A cette pensée, tout son être se révoltait. Pourtant, elle n'hésita pas. Le devoir parlait. Elle se jura qu'elle se dévouerait.
Le supplice, elle le sentait, ne serait pas long. Arracher de son cœur son amour pour André, c'était s'arracher la vie même... Elle se dit qu'elle trouverait assez de courage pour vivre jusqu'à ce que tout fût sauvé... il le fallait. Après, elle aurait le droit d'accepter le repos et l'oubli de la tombe.
Mais la chair faillit trahir l'énergie de son âme. La fièvre la reprit dans la nuit, et une rechute mit sa vie en péril.
Elle fut encore sauvée, et lorsqu'elle revint à elle sa résolution n'avait ni changé ni faibli.
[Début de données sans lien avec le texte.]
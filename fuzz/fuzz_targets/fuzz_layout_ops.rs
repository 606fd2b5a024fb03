#![no_main]

use arbitrary::Arbitrary;
use gridboard_core::event::{PointerPosition, ResizeHandle};
use gridboard_core::geometry::CellSize;
use gridboard_layout::{
    EngineConfig, InteractionState, LayoutEngine, SizePreset, WidgetKind, auto_sort,
};
use libfuzzer_sys::fuzz_target;

#[derive(Debug, Arbitrary)]
struct Session {
    width: u16,
    height: u16,
    cell: u8,
    mobile: bool,
    ops: Vec<Op>,
}

#[derive(Debug, Arbitrary)]
enum Op {
    Add { kind: u8, preset: u8 },
    Remove { pick: u8 },
    Preset { pick: u8, preset: u8 },
    AutoSort,
    ToggleMinimize { pick: u8 },
    Maximize { pick: u8 },
    Drag { pick: u8, dx: i16, dy: i16 },
    Resize { pick: u8, handle: u8, dx: i16, dy: i16 },
    CellSize { px: u8 },
    Viewport { width: u16, height: u16 },
    Undo,
    Redo,
}

fuzz_target!(|session: Session| {
    let config = EngineConfig::new()
        .cell_size(CellSize::new(u16::from(session.cell % 60) + 5).unwrap_or(CellSize::MIN))
        .viewport(
            f64::from(session.width % 4000),
            f64::from(session.height % 3000),
        )
        .mobile_layout(session.mobile)
        .history_capacity(16);
    let mut engine = LayoutEngine::with_default_layout(config);

    for (step, op) in session.ops.iter().take(256).enumerate() {
        let ids: Vec<_> = engine.widgets().iter().map(|w| w.id.clone()).collect();
        let pick = |index: u8| ids.get(usize::from(index) % ids.len().max(1)).cloned();
        match *op {
            Op::Add { kind, preset } => {
                let kind = WidgetKind::ALL[usize::from(kind) % WidgetKind::ALL.len()];
                let preset = SizePreset::ALL[usize::from(preset) % SizePreset::ALL.len()];
                let _ = engine.add_widget_with_preset(kind, preset, step as u64);
            }
            Op::Remove { pick: index } => {
                if let Some(id) = pick(index) {
                    let _ = engine.remove_widget(&id);
                }
            }
            Op::Preset { pick: index, preset } => {
                if let Some(id) = pick(index) {
                    let preset = SizePreset::ALL[usize::from(preset) % SizePreset::ALL.len()];
                    let _ = engine.apply_preset(&id, preset);
                }
            }
            Op::AutoSort => {
                if engine.auto_sort().is_ok() {
                    assert!(engine.conflicts().is_empty(), "auto-sort left conflicts");
                    let again = auto_sort(engine.widgets(), engine.grid());
                    assert_eq!(again.as_deref(), Some(engine.widgets()), "auto-sort not idempotent");
                }
            }
            Op::ToggleMinimize { pick: index } => {
                if let Some(id) = pick(index) {
                    let _ = engine.toggle_minimize(&id);
                }
            }
            Op::Maximize { pick: index } => {
                if let Some(id) = pick(index) {
                    let _ = engine.maximize(&id);
                }
            }
            Op::Drag { pick: index, dx, dy } => {
                if let Some(id) = pick(index) {
                    engine.begin_drag(&id, PointerPosition::new(0, 0));
                    engine.pointer_up(PointerPosition::new(i32::from(dx), i32::from(dy)));
                }
            }
            Op::Resize { pick: index, handle, dx, dy } => {
                if let Some(id) = pick(index) {
                    let handle = ResizeHandle::ALL[usize::from(handle) % ResizeHandle::ALL.len()];
                    engine.begin_resize(&id, handle, PointerPosition::new(0, 0));
                    engine.pointer_move(PointerPosition::new(i32::from(dx), i32::from(dy)));
                    engine.pointer_up(PointerPosition::new(i32::from(dx), i32::from(dy)));
                }
            }
            Op::CellSize { px } => {
                let _ = engine.set_cell_size(CellSize::new(u16::from(px % 60) + 5).unwrap_or(CellSize::MIN));
            }
            Op::Viewport { width, height } => {
                engine.set_viewport(f64::from(width % 4000), f64::from(height % 3000));
            }
            Op::Undo => {
                engine.undo();
            }
            Op::Redo => {
                engine.redo();
            }
        }

        // Post-conditions that must always hold:
        let mut seen = std::collections::HashSet::new();
        for widget in engine.widgets() {
            assert!(seen.insert(widget.id.clone()), "duplicate id {}", widget.id);
            assert!(widget.meets_floor(), "{} below its floor", widget.id);
        }
        assert!(engine.history().undo_depth() <= 16, "history grew past its bound");
        assert_eq!(engine.interaction_state(), &InteractionState::Idle, "interaction left open");
    }
});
Son premier acte, dès qu'elle ressaisit la liberté de son esprit, fut d'écrire à André cette lettre d'adieux qui avait rendu comme fou le malheureux artiste.
Puis, comme elle craignait que son père au désespoir ne se portât à quelque extrémité, elle lui avoua qu'elle savait tout.
—Du reste, ajoutait-elle, il ne fallait pas se désoler, elle n'avait jamais aimé M. de Breulh, et elle était prête à épouser le marquis de Croisenois; ce ne serait pas, affirmait-elle, un grand sacrifice.
M. de Mussidan fut-il dupe de ce généreux mensonge?... Il est certain que non.
D'ailleurs, l'idée que le bonheur, la vie, la personne de sa fille seraient la rançon de son honneur en danger lui était insupportable.
Seul, il n'eût pas hésité à braver les conséquences du meurtre de Montlouis.